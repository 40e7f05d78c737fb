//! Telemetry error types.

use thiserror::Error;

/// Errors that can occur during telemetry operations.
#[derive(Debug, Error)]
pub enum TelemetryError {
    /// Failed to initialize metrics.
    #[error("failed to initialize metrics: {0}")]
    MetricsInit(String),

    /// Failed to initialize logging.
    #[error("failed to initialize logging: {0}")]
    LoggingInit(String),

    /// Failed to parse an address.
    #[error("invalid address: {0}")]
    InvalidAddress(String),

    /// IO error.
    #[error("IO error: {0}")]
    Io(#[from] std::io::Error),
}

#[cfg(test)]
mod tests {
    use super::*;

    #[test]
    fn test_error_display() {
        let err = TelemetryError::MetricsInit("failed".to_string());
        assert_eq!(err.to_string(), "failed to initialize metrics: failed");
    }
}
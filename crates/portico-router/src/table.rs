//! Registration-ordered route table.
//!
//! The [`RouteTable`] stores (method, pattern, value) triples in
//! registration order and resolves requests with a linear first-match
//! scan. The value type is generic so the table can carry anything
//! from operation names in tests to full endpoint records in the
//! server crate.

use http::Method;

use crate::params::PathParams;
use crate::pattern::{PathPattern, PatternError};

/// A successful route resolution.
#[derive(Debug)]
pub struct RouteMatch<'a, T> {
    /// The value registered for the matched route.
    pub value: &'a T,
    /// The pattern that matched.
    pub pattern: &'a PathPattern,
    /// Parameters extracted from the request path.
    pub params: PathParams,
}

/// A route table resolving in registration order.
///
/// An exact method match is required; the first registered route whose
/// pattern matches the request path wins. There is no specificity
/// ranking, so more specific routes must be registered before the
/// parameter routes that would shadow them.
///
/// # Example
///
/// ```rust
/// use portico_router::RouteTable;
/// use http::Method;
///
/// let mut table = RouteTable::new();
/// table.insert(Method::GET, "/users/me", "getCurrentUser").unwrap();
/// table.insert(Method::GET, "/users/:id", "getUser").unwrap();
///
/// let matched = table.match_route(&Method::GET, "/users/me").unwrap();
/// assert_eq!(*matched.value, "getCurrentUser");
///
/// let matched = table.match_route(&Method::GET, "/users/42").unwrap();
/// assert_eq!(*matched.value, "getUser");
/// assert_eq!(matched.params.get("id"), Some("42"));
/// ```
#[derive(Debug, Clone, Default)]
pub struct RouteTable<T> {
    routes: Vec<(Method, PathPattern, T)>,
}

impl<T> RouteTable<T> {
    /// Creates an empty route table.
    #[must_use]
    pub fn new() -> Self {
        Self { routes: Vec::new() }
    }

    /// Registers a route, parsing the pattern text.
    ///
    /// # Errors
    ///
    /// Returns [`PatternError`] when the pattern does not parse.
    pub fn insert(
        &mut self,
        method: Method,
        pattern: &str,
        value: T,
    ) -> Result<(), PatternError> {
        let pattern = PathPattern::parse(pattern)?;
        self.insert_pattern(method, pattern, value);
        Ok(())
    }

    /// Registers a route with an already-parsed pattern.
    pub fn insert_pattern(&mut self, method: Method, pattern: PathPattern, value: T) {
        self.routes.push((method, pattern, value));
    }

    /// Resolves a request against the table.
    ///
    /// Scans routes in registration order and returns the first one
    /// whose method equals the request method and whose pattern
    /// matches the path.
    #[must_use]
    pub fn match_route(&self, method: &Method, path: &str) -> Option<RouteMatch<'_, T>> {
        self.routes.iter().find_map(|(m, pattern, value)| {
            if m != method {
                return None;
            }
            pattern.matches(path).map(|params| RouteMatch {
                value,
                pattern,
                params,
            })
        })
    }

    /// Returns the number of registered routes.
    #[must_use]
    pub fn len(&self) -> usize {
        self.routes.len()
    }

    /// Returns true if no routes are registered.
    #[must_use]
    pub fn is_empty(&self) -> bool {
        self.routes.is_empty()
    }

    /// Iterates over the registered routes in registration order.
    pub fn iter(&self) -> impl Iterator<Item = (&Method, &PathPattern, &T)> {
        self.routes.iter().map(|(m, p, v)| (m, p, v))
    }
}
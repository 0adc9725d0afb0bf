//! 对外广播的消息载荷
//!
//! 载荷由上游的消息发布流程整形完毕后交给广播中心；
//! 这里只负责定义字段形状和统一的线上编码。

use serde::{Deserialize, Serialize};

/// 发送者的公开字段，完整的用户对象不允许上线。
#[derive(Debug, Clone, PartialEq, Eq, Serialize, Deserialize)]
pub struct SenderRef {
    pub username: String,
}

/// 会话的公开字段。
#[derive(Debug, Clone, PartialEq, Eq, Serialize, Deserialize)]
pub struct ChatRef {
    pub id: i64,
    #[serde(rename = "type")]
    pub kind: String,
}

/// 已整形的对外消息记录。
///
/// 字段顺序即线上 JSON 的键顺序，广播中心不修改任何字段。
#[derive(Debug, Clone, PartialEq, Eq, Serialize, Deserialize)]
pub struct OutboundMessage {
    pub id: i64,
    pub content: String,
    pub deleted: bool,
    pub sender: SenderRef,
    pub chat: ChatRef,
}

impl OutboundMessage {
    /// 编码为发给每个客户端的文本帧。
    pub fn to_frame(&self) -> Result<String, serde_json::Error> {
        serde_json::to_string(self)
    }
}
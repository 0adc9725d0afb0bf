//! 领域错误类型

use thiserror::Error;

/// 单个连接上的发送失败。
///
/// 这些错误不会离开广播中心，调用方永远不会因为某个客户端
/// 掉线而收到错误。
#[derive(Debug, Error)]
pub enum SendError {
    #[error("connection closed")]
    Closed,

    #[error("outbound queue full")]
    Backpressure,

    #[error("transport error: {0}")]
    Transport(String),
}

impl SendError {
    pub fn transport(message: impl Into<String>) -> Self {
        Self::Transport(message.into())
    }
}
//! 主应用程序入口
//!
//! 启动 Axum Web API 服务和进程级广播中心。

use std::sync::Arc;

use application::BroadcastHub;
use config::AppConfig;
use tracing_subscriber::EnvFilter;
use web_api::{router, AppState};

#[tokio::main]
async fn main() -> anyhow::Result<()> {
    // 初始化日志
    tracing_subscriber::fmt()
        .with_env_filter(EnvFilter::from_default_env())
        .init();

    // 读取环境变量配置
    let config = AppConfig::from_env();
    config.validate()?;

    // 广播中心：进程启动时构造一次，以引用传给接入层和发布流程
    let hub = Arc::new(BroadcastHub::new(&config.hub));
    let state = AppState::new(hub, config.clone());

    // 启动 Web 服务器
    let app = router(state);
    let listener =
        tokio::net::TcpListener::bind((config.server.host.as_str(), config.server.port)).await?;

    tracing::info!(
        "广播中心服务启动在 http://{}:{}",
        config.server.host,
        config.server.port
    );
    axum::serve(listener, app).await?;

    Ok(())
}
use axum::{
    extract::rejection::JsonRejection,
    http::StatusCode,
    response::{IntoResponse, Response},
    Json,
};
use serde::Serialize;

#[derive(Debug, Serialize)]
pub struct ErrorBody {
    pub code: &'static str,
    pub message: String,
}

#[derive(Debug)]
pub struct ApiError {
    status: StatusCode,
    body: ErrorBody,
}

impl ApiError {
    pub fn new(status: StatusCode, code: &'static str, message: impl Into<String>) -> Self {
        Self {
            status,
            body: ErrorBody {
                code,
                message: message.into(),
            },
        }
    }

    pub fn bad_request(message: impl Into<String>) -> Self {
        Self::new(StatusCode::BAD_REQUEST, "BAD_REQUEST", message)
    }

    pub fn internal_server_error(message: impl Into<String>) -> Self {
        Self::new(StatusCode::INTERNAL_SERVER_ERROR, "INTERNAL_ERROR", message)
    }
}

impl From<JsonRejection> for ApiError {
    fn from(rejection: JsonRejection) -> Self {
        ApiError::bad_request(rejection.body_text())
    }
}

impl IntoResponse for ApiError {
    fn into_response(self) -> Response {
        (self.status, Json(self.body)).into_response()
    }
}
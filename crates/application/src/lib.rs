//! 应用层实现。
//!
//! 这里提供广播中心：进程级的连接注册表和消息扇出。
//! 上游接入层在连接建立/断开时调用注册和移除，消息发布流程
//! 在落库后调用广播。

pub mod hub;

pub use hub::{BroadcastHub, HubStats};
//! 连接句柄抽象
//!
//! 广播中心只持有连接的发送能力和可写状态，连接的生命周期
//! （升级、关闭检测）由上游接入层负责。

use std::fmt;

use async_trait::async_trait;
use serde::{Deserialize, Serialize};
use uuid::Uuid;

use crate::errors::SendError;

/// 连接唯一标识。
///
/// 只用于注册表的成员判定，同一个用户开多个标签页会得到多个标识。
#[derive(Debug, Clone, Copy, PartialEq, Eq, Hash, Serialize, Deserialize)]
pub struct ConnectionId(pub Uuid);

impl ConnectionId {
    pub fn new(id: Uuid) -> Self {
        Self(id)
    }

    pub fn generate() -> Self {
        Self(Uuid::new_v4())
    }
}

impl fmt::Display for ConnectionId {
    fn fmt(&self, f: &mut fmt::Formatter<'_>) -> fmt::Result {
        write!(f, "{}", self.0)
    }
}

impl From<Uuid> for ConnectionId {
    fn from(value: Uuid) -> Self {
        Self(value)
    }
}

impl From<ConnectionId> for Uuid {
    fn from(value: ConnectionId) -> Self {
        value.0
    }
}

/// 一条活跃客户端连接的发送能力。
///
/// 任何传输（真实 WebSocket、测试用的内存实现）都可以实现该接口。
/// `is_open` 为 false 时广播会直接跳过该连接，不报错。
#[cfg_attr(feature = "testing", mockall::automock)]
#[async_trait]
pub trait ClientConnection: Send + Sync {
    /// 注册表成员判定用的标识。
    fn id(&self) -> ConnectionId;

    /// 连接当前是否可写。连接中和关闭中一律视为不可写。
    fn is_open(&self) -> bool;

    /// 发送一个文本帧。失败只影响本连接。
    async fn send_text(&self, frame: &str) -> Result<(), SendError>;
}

## Task prompt
Wherever the line holding "ApiError::bad_request(rejection.body_text())" falls in the entries above, copy exactly from it through the line holding "use uuid::Uuid;", inclusive, and add nothing.

## Solution to this problem
        ApiError::bad_request(rejection.body_text())
    }
}

impl IntoResponse for ApiError {
    fn into_response(self) -> Response {
        (self.status, Json(self.body)).into_response()
    }
}
filename crates/application/src/lib.rs
//! 应用层实现。
//!
//! 这里提供广播中心：进程级的连接注册表和消息扇出。
//! 上游接入层在连接建立/断开时调用注册和移除，消息发布流程
//! 在落库后调用广播。

pub mod hub;

pub use hub::{BroadcastHub, HubStats};
//! 连接句柄抽象
//!
//! 广播中心只持有连接的发送能力和可写状态，连接的生命周期
//! （升级、关闭检测）由上游接入层负责。

use std::fmt;

use async_trait::async_trait;
use serde::{Deserialize, Serialize};
use uuid::Uuid;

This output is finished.